Первые три дня прошли в тишине. Она спала на матрасе, брошенном прежними жильцами, ела лапшу быстрого приготовления и рисовала на стенах углём — абстрактные фигуры, которые Марк назвал бы «мазнёй». На четвертый день, вернувшись из магазина с пакетом гречки и яблок, она увидела их.
Белые лилии.
Десятки стеблей, завернутых в чёрную бумагу, лежали у двери. Лепестки, ещё не распустившиеся до конца, напоминали сжатые кулаки. Анна замерла, сжимая ключ в кулаке так, что металл впился в ладонь. Воздух был пропитан сладким, удушающим ароматом — он всегда выбирал эти цветы для их спальни.
Карточка, прикрепленная к ленте цвета запёкшейся крови, гласила: «Ты забыла свой любимый аромат». Почерк — его, угловатый, с резкими линиями, будто ножом вырезанными. Анна швырнула пакет на пол, схватила букет и бросила в мусорный бак во дворе. Лепестки рассыпались по асфальту, как обрывки письма, которое она боялась прочесть.

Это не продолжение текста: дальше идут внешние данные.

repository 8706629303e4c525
pub mod account;
use console_core::StatusView;

/// The four views the console switches between
#[derive(Debug, Clone, Copy, PartialEq, Eq, Default)]
pub enum Panel {
    #[default]
    Main,
    /// Firmware selection and the "update" action
    Update,
    /// Upload in flight
    Updating,
    Credits,
}

/// Everything the session needs from a UI.
///
/// Implementations only draw; they never call back into the session.
pub trait Presenter {
    fn render_status(&mut self, status: &StatusView);

    fn show_panel(&mut self, panel: Panel);

    /// Show an upload failure. Called once per failed attempt.
    fn report_failure(&mut self, message: &str);

    /// Remove any failure currently shown
    fn clear_failure(&mut self);

    /// The device accepted the image and is restarting
    fn upload_succeeded(&mut self, message: &str);
}
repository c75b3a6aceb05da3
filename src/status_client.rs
use console_core::{StatusDocument, StatusError, StatusReport, StatusView};

use crate::state::SessionState;
use crate::transport::DeviceTransport;

/// Fetches `info.json` and turns it into display fields and the battery guard
pub struct StatusClient<'a, T: DeviceTransport> {
    transport: &'a T,
    path: &'a str,
}

impl<'a, T: DeviceTransport> StatusClient<'a, T> {
    pub fn new(transport: &'a T, path: &'a str) -> Self {
        Self { transport, path }
    }

    /// One GET of the status document. Never returns a partial document.
    pub fn fetch_status(&self) -> Result<StatusReport, StatusError> {
        let response = self
            .transport
            .get(self.path)
            .map_err(|e| StatusError::Transport(e.to_string()))?;

        if !response.is_success() {
            return Err(StatusError::Http {
                status: response.status,
            });
        }

        let document = StatusDocument::parse(&response.body)?;
        log::debug!("Status document: {:?}", document);
        Ok(document.report())
    }

    /// Fetch and update the session. Failures never escape: they are logged
    /// and the "Unknown" view is returned instead.
    pub fn refresh(&self, state: &mut SessionState) -> StatusView {
        let view = match self.fetch_status() {
            Ok(report) => {
                if report.voltage_lines.is_empty() {
                    log::warn!("Device reported no battery readings");
                }
                if report.battery_low {
                    log::warn!("Battery low, firmware updates are blocked");
                }
                state.battery_low = report.battery_low;
                log::info!(
                    "Device version {}, charger: {}",
                    report.version,
                    report.charging_label
                );
                StatusView::from(&report)
            }
            Err(e) => {
                // battery_low keeps its last known value
                log::warn!("Invalid info returned from {}: {}", self.path, e);
                StatusView::unknown()
            }
        };

        state.last_status = view.clone();
        view
    }
}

Ночью её разбудил стук. Не в дверь — в окно. Стук камешка, брошенного с улицы. Анна подползла к подоконнику, дрожащими пальцами раздвинула занавеску. Внизу, под фонарём, стоял чёрный автомобиль. Не Lexus — на этот раз внедорожник с тонированными стёклами. Из приоткрытого окна водительской двери струился дым сигареты. Она узнала форму его руки, держащей сигарету — средний палец слегка изогнут от привычки стряхивать пепел резким щелчком.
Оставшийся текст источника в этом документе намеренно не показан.